BC SALMON FARMERS ASSOCIATION DATABASE As a condition of licence for marine finfish aquaculture in British Columbia, all farms must ensure that “Environmental data associated with the facility, as set out in Appendix VI-B, must be collected and maintained at this facility and made available to a Fishery Officer or Fishery Guardian upon request” as specified under paragraph 7.2 of the Marine Finfish Aquaculture Licence under the Fisheries Act (DFO, 2015). Appendix VI-B is a template table specifying the environmental information to be collected at the farms. These data include: sampling date, fish health zone, facility reference number, company name, facility name, temperature between 0 and 1 m depth, temperature at 5 m depth, dissolved oxygen at 5 m depth, salinity between 0 and 1 m depth, and salinity at 5 m depth.

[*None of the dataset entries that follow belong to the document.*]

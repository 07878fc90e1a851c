//! Storage data models
//!
//! Defines game-related data structures for persistence and user output.

use chrono::{DateTime, Utc};
use serde::{Deserialize, Serialize};

use crate::access::EncryptedEnvelope;
use crate::types::{AccountAddress, TokenId};

/// Game ownership token as recorded in the ledger
///
/// The storage locator is only present in encrypted form, sealed under
/// the current owner's fingerprint.
#[derive(Debug, Clone, Serialize, Deserialize)]
pub struct GameToken {
    /// Token id (assigned sequentially from 1)
    pub token_id: TokenId,

    /// Current owner
    pub owner: AccountAddress,

    /// Display title
    pub title: String,

    /// Metadata URI fixed at mint time (feeds fingerprint derivation)
    pub metadata_uri: String,

    /// Locator envelope (None until sealed, or right after a transfer)
    pub encrypted_locator: Option<EncryptedEnvelope>,

    /// When the token was minted
    pub minted_at: DateTime<Utc>,
}

impl GameToken {
    /// Whether the token carries a sealed locator
    pub fn is_sealed(&self) -> bool {
        self.encrypted_locator.is_some()
    }
}

/// Ownership change recorded by the ledger
#[derive(Debug, Clone, Serialize, Deserialize)]
pub struct TransferRecord {
    pub token_id: TokenId,
    pub from: AccountAddress,
    pub to: AccountAddress,
    pub transferred_at: DateTime<Utc>,
}

/// Result of publishing a game (returned to the user, not persisted)
#[derive(Debug, Clone, Serialize, Deserialize)]
pub struct PublishedGame {
    /// Minted token
    pub token: GameToken,

    /// Size of the stored content in bytes
    pub content_size: u64,
}
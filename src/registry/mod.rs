//! Ownership registry layer
//!
//! The registry is the source of truth for who owns which game token.
//! Access decisions query it live; nothing derived from it is cached.

pub mod ledger;

pub use ledger::GameLedger;

use crate::types::{AccountAddress, TokenId};

/// Registry errors
#[derive(Debug, thiserror::Error)]
pub enum RegistryError {
    #[error("SQLite error: {0}")]
    Sqlite(#[from] rusqlite::Error),

    #[error("IO error: {0}")]
    Io(#[from] std::io::Error),

    #[error("Token not found: {0}")]
    TokenNotFound(TokenId),

    #[error("{address} does not own token {token_id}")]
    NotOwner {
        token_id: TokenId,
        address: AccountAddress,
    },

    #[error("Owner index {index} out of bounds for {owner} (balance {balance})")]
    IndexOutOfBounds {
        owner: AccountAddress,
        index: u64,
        balance: u64,
    },

    #[error("Invalid data: {0}")]
    InvalidData(String),

    #[error("Registry unavailable: {0}")]
    Unavailable(String),
}

/// Read-only view of the ownership contract used for access decisions
///
/// Mirrors the two calls the access layer makes into the `GameOwnership`
/// contract. Implementations backed by a remote node perform network I/O,
/// so both calls are async. Retry and timeout policy belongs here, not in
/// the access layer.
#[allow(async_fn_in_trait)]
pub trait OwnershipRegistry {
    /// Metadata URI recorded for a token at mint time
    async fn token_metadata(&self, token_id: TokenId) -> Result<String, RegistryError>;

    /// Ownership proof value for `address` on `token_id`
    ///
    /// Non-zero means the address currently holds the token.
    async fn ownership_proof(
        &self,
        token_id: TokenId,
        address: &AccountAddress,
    ) -> Result<u64, RegistryError>;

    /// Proof value reported for the sole holder of a token
    ///
    /// Lets a locator be sealed for an address before the mint or transfer
    /// that makes it the holder is committed.
    fn holder_proof(&self) -> u64 {
        1
    }
}

impl<T: OwnershipRegistry> OwnershipRegistry for &T {
    async fn token_metadata(&self, token_id: TokenId) -> Result<String, RegistryError> {
        (**self).token_metadata(token_id).await
    }

    async fn ownership_proof(
        &self,
        token_id: TokenId,
        address: &AccountAddress,
    ) -> Result<u64, RegistryError> {
        (**self).ownership_proof(token_id, address).await
    }

    fn holder_proof(&self) -> u64 {
        (**self).holder_proof()
    }
}
//! `cmext plan` command

use anyhow::Result;

use crate::cli::BuildArgs;
use cmext::ops::plan;
use cmext::util::config::load_for_project;

pub fn execute(args: BuildArgs, verbose: bool) -> Result<()> {
    let cwd = std::env::current_dir()?;
    let config = load_for_project(&cwd);

    let plan = plan(&args.into_options(verbose), &config)?;
    println!("{}", plan.to_json()?);

    Ok(())
}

A note section is also provided for monitoring and recording other environmental information such as occurrence of harmful algal blooms. The frequency at which the above environmental parameters must be collected is not specified. Some Atlantic Salmon farms collect more environmental data than prescribed by the conditions of licence; hence measurements are sometimes also available at 10 and 15 m depths. Standard Operating Procedures (SOPs) to meet these requirements are not mandatory, nevertheless some companies have developed SOPs which specify monitoring frequency, equipment operation, calibration and maintenance instructions. The British Columbia Salmon Farmers’ Association (BCSFA) maintains a database which includes daily environmental observations collected on Atlantic Salmon farms. Under a data sharing agreement, the BCSFA provided temperature, salinity and oxygen observations collected between 2005 and 2015. Farm raw data used in this report are confidential business information and hence not reported at the individual farm level.